=== How to complete this task ===
Find every line of the records that has "movements" and return it.

+++ Information given +++

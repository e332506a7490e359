use async_trait::async_trait;
use chrono::{DateTime, Utc};
use sea_orm::entity::prelude::*;
use sea_orm::{ActiveValue, Set};
use serde::{Deserialize, Serialize};
use uuid::Uuid;

/// Kinds of quantity-changing movements recorded in the ledger.
#[derive(Debug, Clone, Copy, PartialEq, Eq, Serialize, Deserialize)]
pub enum MovementType {
    Addition,
    Reduction,
    Adjustment,
    InventoryCount,
}

impl MovementType {
    pub fn as_str(&self) -> &'static str {
        match self {
            MovementType::Addition => "addition",
            MovementType::Reduction => "reduction",
            MovementType::Adjustment => "adjustment",
            MovementType::InventoryCount => "inventory_count",
        }
    }

    pub fn from_str(s: &str) -> Option<Self> {
        match s {
            "addition" => Some(MovementType::Addition),
            "reduction" => Some(MovementType::Reduction),
            "adjustment" => Some(MovementType::Adjustment),
            "inventory_count" => Some(MovementType::InventoryCount),
            _ => None,
        }
    }
}

/// Append-only record of one stock movement. Created in the same unit of
/// work as the stock level mutation it describes; never updated afterwards.
#[derive(Clone, Debug, PartialEq, Eq, DeriveEntityModel, Serialize, Deserialize)]
#[sea_orm(table_name = "stock_history")]
pub struct Model {
    #[sea_orm(primary_key, auto_increment = false)]
    pub id: Uuid,
    pub stock_level_id: Uuid,
    pub r#type: String,
    pub quantity_before: i32,
    pub quantity_after: i32,
    pub quantity_changed: i32,
    pub reference: Option<String>,
    pub performed_by: Option<String>,
    pub notes: Option<String>,
    pub created_at: DateTime<Utc>,
}

#[derive(Copy, Clone, Debug, EnumIter, DeriveRelation)]
pub enum Relation {
    #[sea_orm(
        belongs_to = "super::stock_level::Entity",
        from = "Column::StockLevelId",
        to = "super::stock_level::Column::Id"
    )]
    StockLevel,
}

impl Related<super::stock_level::Entity> for Entity {
    fn to() -> RelationDef {
        Relation::StockLevel.def()
    }
}

#[async_trait]
impl ActiveModelBehavior for ActiveModel {
    async fn before_save<C: ConnectionTrait>(self, _db: &C, _insert: bool) -> Result<Self, DbErr>
    where
        C: ConnectionTrait,
    {
        let mut active_model = self;
        if let ActiveValue::NotSet = active_model.created_at {
            active_model.created_at = Set(Utc::now());
        }
        Ok(active_model)
    }
}
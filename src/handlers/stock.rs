use super::ListParams;
use crate::{
    entities::stock_history::MovementType,
    errors::ServiceError,
    services::stock::{CreateStockLevelRequest, MovementContext, UpdateAlertSettingsRequest},
    AppState,
};
use axum::{
    extract::{Path, Query, State},
    http::StatusCode,
    response::IntoResponse,
    routing::{get, post, put},
    Json, Router,
};
use serde::Deserialize;
use serde_json::json;
use uuid::Uuid;

pub fn router() -> Router<AppState> {
    Router::new()
        .route("/", post(create_stock_level).get(list_stock_levels))
        .route("/low-stock", get(get_low_stock_items))
        .route("/:id", get(get_stock_level).delete(delete_stock_level))
        .route("/:id/alert-settings", put(update_alert_settings))
        .route("/:id/movements", post(apply_movement))
        .route("/:id/history", get(get_history))
}

#[derive(Debug, Deserialize)]
struct ApplyMovementRequest {
    quantity: i32,
    r#type: String,
    reference: Option<String>,
    performed_by: Option<String>,
    notes: Option<String>,
}

async fn create_stock_level(
    State(state): State<AppState>,
    Json(payload): Json<CreateStockLevelRequest>,
) -> Result<impl IntoResponse, ServiceError> {
    let level = state.stock.create_stock_level(payload).await?;
    Ok((StatusCode::CREATED, Json(level)))
}

async fn list_stock_levels(
    State(state): State<AppState>,
    Query(params): Query<ListParams>,
) -> Result<impl IntoResponse, ServiceError> {
    let (items, total) = state
        .stock
        .list_stock_levels(params.page, params.per_page)
        .await?;
    Ok(Json(json!({
        "items": items,
        "total": total,
        "page": params.page,
        "per_page": params.per_page,
    })))
}

async fn get_stock_level(
    State(state): State<AppState>,
    Path(id): Path<Uuid>,
) -> Result<impl IntoResponse, ServiceError> {
    let level = state.stock.get_stock_level(id).await?;
    Ok(Json(level))
}

async fn delete_stock_level(
    State(state): State<AppState>,
    Path(id): Path<Uuid>,
) -> Result<impl IntoResponse, ServiceError> {
    state.stock.delete_stock_level(id).await?;
    Ok(StatusCode::NO_CONTENT)
}

async fn update_alert_settings(
    State(state): State<AppState>,
    Path(id): Path<Uuid>,
    Json(payload): Json<UpdateAlertSettingsRequest>,
) -> Result<impl IntoResponse, ServiceError> {
    let level = state.stock.update_alert_settings(id, payload).await?;
    Ok(Json(level))
}

async fn apply_movement(
    State(state): State<AppState>,
    Path(id): Path<Uuid>,
    Json(payload): Json<ApplyMovementRequest>,
) -> Result<impl IntoResponse, ServiceError> {
    let movement = MovementType::from_str(&payload.r#type).ok_or_else(|| {
        ServiceError::ValidationError(format!("Unknown movement type '{}'", payload.r#type))
    })?;
    let ctx = MovementContext {
        reference: payload.reference,
        performed_by: payload.performed_by,
        notes: payload.notes,
    };
    let level = state
        .stock
        .apply_movement(id, payload.quantity, movement, ctx)
        .await?;
    Ok(Json(level))
}

async fn get_history(
    State(state): State<AppState>,
    Path(id): Path<Uuid>,
) -> Result<impl IntoResponse, ServiceError> {
    let history = state.stock.get_history(id).await?;
    Ok(Json(history))
}

async fn get_low_stock_items(
    State(state): State<AppState>,
) -> Result<impl IntoResponse, ServiceError> {
    let items = state.stock.get_low_stock_items().await?;
    Ok(Json(items))
}
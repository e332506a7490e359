use crate::{
    errors::ServiceError, services::warehouse_transactions::CreateTransactionRequest, AppState,
};
use axum::{
    extract::{Path, State},
    http::StatusCode,
    response::IntoResponse,
    routing::{get, post, put},
    Json, Router,
};
use serde::Deserialize;
use std::collections::HashMap;
use uuid::Uuid;

pub fn router() -> Router<AppState> {
    Router::new()
        .route("/", post(create_transaction))
        .route("/:id", get(get_transaction))
        .route("/:id/status", put(update_status))
        .route("/:id/process", post(process_transaction))
        .route("/:id/reverse", post(reverse_transaction))
        .route("/:id/audit", get(get_audit_trail))
        .route("/warehouse/:warehouse_id", get(get_by_warehouse))
        .route("/product/:product_id", get(get_by_product))
}

#[derive(Debug, Deserialize)]
struct UpdateStatusRequest {
    status: String,
    performed_by: Option<String>,
    reason: Option<String>,
}

#[derive(Debug, Deserialize)]
struct ProcessTransactionRequest {
    #[serde(default)]
    actual_quantities: HashMap<Uuid, i32>,
    performed_by: Option<String>,
}

#[derive(Debug, Deserialize)]
struct ReverseTransactionRequest {
    reason: Option<String>,
    performed_by: Option<String>,
}

async fn create_transaction(
    State(state): State<AppState>,
    Json(payload): Json<CreateTransactionRequest>,
) -> Result<impl IntoResponse, ServiceError> {
    let created = state.transactions.create_transaction(payload).await?;
    Ok((StatusCode::CREATED, Json(created)))
}

async fn get_transaction(
    State(state): State<AppState>,
    Path(id): Path<Uuid>,
) -> Result<impl IntoResponse, ServiceError> {
    let transaction = state.transactions.get_transaction(id).await?;
    Ok(Json(transaction))
}

async fn update_status(
    State(state): State<AppState>,
    Path(id): Path<Uuid>,
    Json(payload): Json<UpdateStatusRequest>,
) -> Result<impl IntoResponse, ServiceError> {
    let updated = state
        .transactions
        .update_status(id, &payload.status, payload.performed_by, payload.reason)
        .await?;
    Ok(Json(updated))
}

async fn process_transaction(
    State(state): State<AppState>,
    Path(id): Path<Uuid>,
    Json(payload): Json<ProcessTransactionRequest>,
) -> Result<impl IntoResponse, ServiceError> {
    let processed = state
        .transactions
        .process_transaction(id, payload.actual_quantities, payload.performed_by)
        .await?;
    Ok(Json(processed))
}

async fn reverse_transaction(
    State(state): State<AppState>,
    Path(id): Path<Uuid>,
    Json(payload): Json<ReverseTransactionRequest>,
) -> Result<impl IntoResponse, ServiceError> {
    let reversal = state
        .transactions
        .reverse_transaction(id, payload.reason, payload.performed_by)
        .await?;
    Ok((StatusCode::CREATED, Json(reversal)))
}

async fn get_audit_trail(
    State(state): State<AppState>,
    Path(id): Path<Uuid>,
) -> Result<impl IntoResponse, ServiceError> {
    let entries = state.transactions.get_audit_trail(id).await?;
    Ok(Json(entries))
}

async fn get_by_warehouse(
    State(state): State<AppState>,
    Path(warehouse_id): Path<Uuid>,
) -> Result<impl IntoResponse, ServiceError> {
    let transactions = state.transactions.get_by_warehouse(warehouse_id).await?;
    Ok(Json(transactions))
}

async fn get_by_product(
    State(state): State<AppState>,
    Path(product_id): Path<Uuid>,
) -> Result<impl IntoResponse, ServiceError> {
    let transactions = state.transactions.get_by_product(product_id).await?;
    Ok(Json(transactions))
}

+++

=== Completed task ===
/// Kinds of quantity-changing movements recorded in the ledger.
        .route("/:id/movements", post(apply_movement))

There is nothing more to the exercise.